The same caveat applies to content loader functions. They are reliable evidence for how docs are loaded, but they are not SDK APIs. Avoid naming them in public protocol tutorials unless the tutorial is explicitly about this website repo.

Naming Stability

API names should be stable because downstream builders copy them. When the corpus already defines a term, prefer that term over a friendlier synonym that changes meaning. For example, do not alternate between settlement path, storage path, proof path, and route path unless each term is intentionally different. Do not rename PaymentRequest to “payment link” in an API table if the protocol concept is a payment request with receiver material and policy context.

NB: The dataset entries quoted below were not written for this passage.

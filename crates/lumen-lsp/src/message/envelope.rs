//! Request envelopes and their decoder.

use std::fmt;

use serde::ser::SerializeMap;
use serde::{Deserialize, Serialize, Serializer};
use serde_json::{Map, Value};
use thiserror::Error;

use super::JSONRPC_VERSION;

/// Identifier correlating a request with its response.
///
/// Numbers keep their exact JSON representation so an echoed id matches the
/// one the client sent.
#[derive(Debug, Clone, PartialEq, Eq, Hash, Serialize, Deserialize)]
#[serde(untagged)]
pub enum RequestId {
    /// Numeric identifier.
    Number(serde_json::Number),
    /// String identifier.
    String(String),
}

impl RequestId {
    fn from_value(value: Value) -> Result<Self, EnvelopeFault> {
        match value {
            Value::Number(number) => Ok(Self::Number(number)),
            Value::String(text) => Ok(Self::String(text)),
            _ => Err(EnvelopeFault::InvalidId),
        }
    }
}

impl From<i64> for RequestId {
    fn from(value: i64) -> Self {
        Self::Number(value.into())
    }
}

impl From<&str> for RequestId {
    fn from(value: &str) -> Self {
        Self::String(value.to_owned())
    }
}

impl fmt::Display for RequestId {
    fn fmt(&self, formatter: &mut fmt::Formatter<'_>) -> fmt::Result {
        match self {
            Self::Number(number) => write!(formatter, "{number}"),
            Self::String(text) => write!(formatter, "{text:?}"),
        }
    }
}

/// A decoded JSON-RPC request or notification.
#[derive(Debug, Clone, PartialEq)]
pub struct RequestMessage {
    /// Request identifier; `None` marks a notification.
    pub id: Option<RequestId>,
    /// The method to invoke.
    pub method: String,
    /// Raw parameters, decoded per method once routing is known.
    pub params: Option<Value>,
}

impl RequestMessage {
    /// Builds a request expecting exactly one response.
    #[must_use]
    pub fn request(id: impl Into<RequestId>, method: impl Into<String>, params: Option<Value>) -> Self {
        Self {
            id: Some(id.into()),
            method: method.into(),
            params,
        }
    }

    /// Builds a notification, which never receives a response.
    #[must_use]
    pub fn notification(method: impl Into<String>, params: Option<Value>) -> Self {
        Self {
            id: None,
            method: method.into(),
            params,
        }
    }

    /// Whether the message is a notification.
    #[must_use]
    pub fn is_notification(&self) -> bool {
        self.id.is_none()
    }

    /// Serialises the message as a JSON body.
    ///
    /// # Errors
    ///
    /// Returns the underlying `serde_json` error if the parameters cannot be
    /// serialised.
    pub fn encode(&self) -> Result<String, serde_json::Error> {
        serde_json::to_string(self)
    }
}

impl Serialize for RequestMessage {
    fn serialize<S>(&self, serializer: S) -> Result<S::Ok, S::Error>
    where
        S: Serializer,
    {
        let mut map = serializer.serialize_map(None)?;
        map.serialize_entry("jsonrpc", JSONRPC_VERSION)?;
        if let Some(id) = &self.id {
            map.serialize_entry("id", id)?;
        }
        map.serialize_entry("method", &self.method)?;
        if let Some(params) = &self.params {
            map.serialize_entry("params", params)?;
        }
        map.end()
    }
}

/// Why a body failed to decode as a JSON-RPC envelope.
#[derive(Debug, Error)]
pub enum EnvelopeFault {
    /// The body was not valid JSON.
    #[error("body is not valid JSON: {0}")]
    Json(#[source] serde_json::Error),

    /// The body was valid JSON but not an object.
    #[error("body is not a JSON object")]
    NotAnObject,

    /// `jsonrpc` was missing or not `"2.0"`.
    #[error("`jsonrpc` must be \"2.0\"")]
    UnsupportedVersion,

    /// `method` was missing or not a string.
    #[error("`method` must be a string")]
    MissingMethod,

    /// `id` was present but neither a number nor a string.
    #[error("`id` must be a number or a string")]
    InvalidId,

    /// A response carried neither `result` nor `error`.
    #[error("response carries neither `result` nor `error`")]
    MissingOutcome,

    /// A response carried both `result` and `error`.
    #[error("response carries both `result` and `error`")]
    ConflictingOutcome,

    /// A response `error` member did not match the error object shape.
    #[error("malformed `error` member: {0}")]
    InvalidError(#[source] serde_json::Error),
}

/// A body that could not be decoded, kept for diagnostics.
#[derive(Debug, Error)]
#[error("malformed JSON-RPC message: {fault}")]
pub struct EnvelopeDecodeError {
    text: String,
    id: Option<RequestId>,
    #[source]
    fault: EnvelopeFault,
}

impl EnvelopeDecodeError {
    pub(crate) fn new(text: &str, id: Option<RequestId>, fault: EnvelopeFault) -> Self {
        Self {
            text: text.to_owned(),
            id,
            fault,
        }
    }

    /// The offending body.
    #[must_use]
    pub fn text(&self) -> &str {
        self.text.as_str()
    }

    /// The specific shape violation.
    #[must_use]
    pub fn fault(&self) -> &EnvelopeFault {
        &self.fault
    }

    /// The request `id`, when the body was an object with a usable one.
    #[must_use]
    pub fn recoverable_id(&self) -> Option<&RequestId> {
        self.id.as_ref()
    }
}

/// Parses a JSON object out of `text`, recovering a usable `id` if present.
pub(crate) fn parse_object(
    text: &str,
) -> Result<(Map<String, Value>, Option<RequestId>), EnvelopeDecodeError> {
    let value: Value = serde_json::from_str(text)
        .map_err(|source| EnvelopeDecodeError::new(text, None, EnvelopeFault::Json(source)))?;
    let Value::Object(fields) = value else {
        return Err(EnvelopeDecodeError::new(text, None, EnvelopeFault::NotAnObject));
    };
    let id = match fields.get("id") {
        Some(Value::Number(number)) => Some(RequestId::Number(number.clone())),
        Some(Value::String(text)) => Some(RequestId::String(text.clone())),
        _ => None,
    };
    Ok((fields, id))
}

pub(crate) fn check_version(
    text: &str,
    fields: &Map<String, Value>,
    id: Option<&RequestId>,
) -> Result<(), EnvelopeDecodeError> {
    match fields.get("jsonrpc") {
        Some(Value::String(version)) if version == JSONRPC_VERSION => Ok(()),
        _ => Err(EnvelopeDecodeError::new(
            text,
            id.cloned(),
            EnvelopeFault::UnsupportedVersion,
        )),
    }
}

/// Decodes a body into a [`RequestMessage`].
///
/// The body must be a JSON object with `jsonrpc: "2.0"`, a string `method`,
/// and, when present, a number or string `id`. Unknown members are ignored.
///
/// # Errors
///
/// Returns [`EnvelopeDecodeError`] describing the first violation found.
pub fn decode_envelope(text: &str) -> Result<RequestMessage, EnvelopeDecodeError> {
    let (mut fields, recovered) = parse_object(text)?;
    check_version(text, &fields, recovered.as_ref())?;

    let method = match fields.remove("method") {
        Some(Value::String(method)) => method,
        _ => {
            return Err(EnvelopeDecodeError::new(
                text,
                recovered,
                EnvelopeFault::MissingMethod,
            ));
        }
    };
    let id = fields
        .remove("id")
        .map(RequestId::from_value)
        .transpose()
        .map_err(|fault| EnvelopeDecodeError::new(text, None, fault))?;

    Ok(RequestMessage {
        id,
        method,
        params: fields.remove("params"),
    })
}

#[cfg(test)]
mod tests {
    use rstest::rstest;
    use serde_json::json;

    use super::*;

    #[rstest]
    fn decodes_request_with_numeric_id() {
        let message = decode_envelope(r#"{"jsonrpc":"2.0","id":1,"method":"initialize","params":{}}"#)
            .expect("decode failed");

        assert_eq!(message.id, Some(RequestId::from(1)));
        assert_eq!(message.method, "initialize");
        assert_eq!(message.params, Some(json!({})));
        assert!(!message.is_notification());
    }

    #[rstest]
    fn decodes_request_with_string_id() {
        let message = decode_envelope(r#"{"jsonrpc":"2.0","id":"abc","method":"shutdown"}"#)
            .expect("decode failed");

        assert_eq!(message.id, Some(RequestId::from("abc")));
        assert_eq!(message.params, None);
    }

    #[rstest]
    fn decodes_notification() {
        let message = decode_envelope(r#"{"jsonrpc":"2.0","method":"initialized","params":{}}"#)
            .expect("decode failed");

        assert!(message.is_notification());
    }

    #[rstest]
    fn keeps_fractional_ids_exactly() {
        let message = decode_envelope(r#"{"jsonrpc":"2.0","id":1.5,"method":"x"}"#)
            .expect("decode failed");

        let id = message.id.expect("id missing");
        assert_eq!(serde_json::to_string(&id).expect("encode failed"), "1.5");
    }

    #[rstest]
    #[case("not json", false)]
    #[case("[1,2,3]", false)]
    #[case(r#"{"id":1,"method":"initialize"}"#, true)]
    #[case(r#"{"jsonrpc":"1.0","id":1,"method":"initialize"}"#, true)]
    #[case(r#"{"jsonrpc":"2.0","id":1}"#, true)]
    #[case(r#"{"jsonrpc":"2.0","id":1,"method":7}"#, true)]
    #[case(r#"{"jsonrpc":"2.0","id":null,"method":"initialize"}"#, false)]
    #[case(r#"{"jsonrpc":"2.0","id":{"nested":1},"method":"initialize"}"#, false)]
    fn rejects_malformed_envelopes(#[case] text: &str, #[case] id_recoverable: bool) {
        let error = decode_envelope(text).expect_err("decode should fail");

        assert_eq!(error.text(), text);
        assert_eq!(error.recoverable_id().is_some(), id_recoverable);
    }

    #[rstest]
    fn reports_specific_fault() {
        let error = decode_envelope(r#"{"jsonrpc":"2.0","id":[1]}"#).expect_err("decode should fail");

        assert!(matches!(error.fault(), EnvelopeFault::MissingMethod));
        assert!(error.to_string().contains("`method` must be a string"));
    }

    #[rstest]
    fn serialises_notification_without_id() {
        let notification = RequestMessage::notification("initialized", Some(json!({})));
        let encoded = notification.encode().expect("encode failed");

        assert_eq!(encoded, r#"{"jsonrpc":"2.0","method":"initialized","params":{}}"#);
    }

    #[rstest]
    fn serialises_request_without_params() {
        let request = RequestMessage::request(42, "shutdown", None);
        let encoded = request.encode().expect("encode failed");

        assert_eq!(encoded, r#"{"jsonrpc":"2.0","id":42,"method":"shutdown"}"#);
        let decoded = decode_envelope(&encoded).expect("decode failed");
        assert_eq!(decoded, request);
    }
}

If a future implementation chooses a different exported name, the reference should explain the mapping instead of letting docs drift. One table can map canonical concept, exported type, route or method, source file, maturity, and test evidence. That kind of table is useful only after real source exists. Before that point, prose with explicit source links is safer than invented reference rows. Evidence should lead every exported name.

Evidence and Further Reading

Use the source bullets below as an audit checklist, not decoration: when reusing this page, preserve the named section scope, the responsible actor, and the split between live repository evidence, target architecture, and open design work.

  • src/lib/content/ for current internal content APIs.
  • src/app/api/ and src/app/api/dev/content-version/route.ts for current website route evidence.
  • Corpus Terminology And Abbreviations Reference section 3 for canonical protocol vocabulary.
  • Main Whitepaper sections 3-4 for object and rollup boundary vocabulary.
  • config/content-pipeline.yaml for current docs rendering configuration.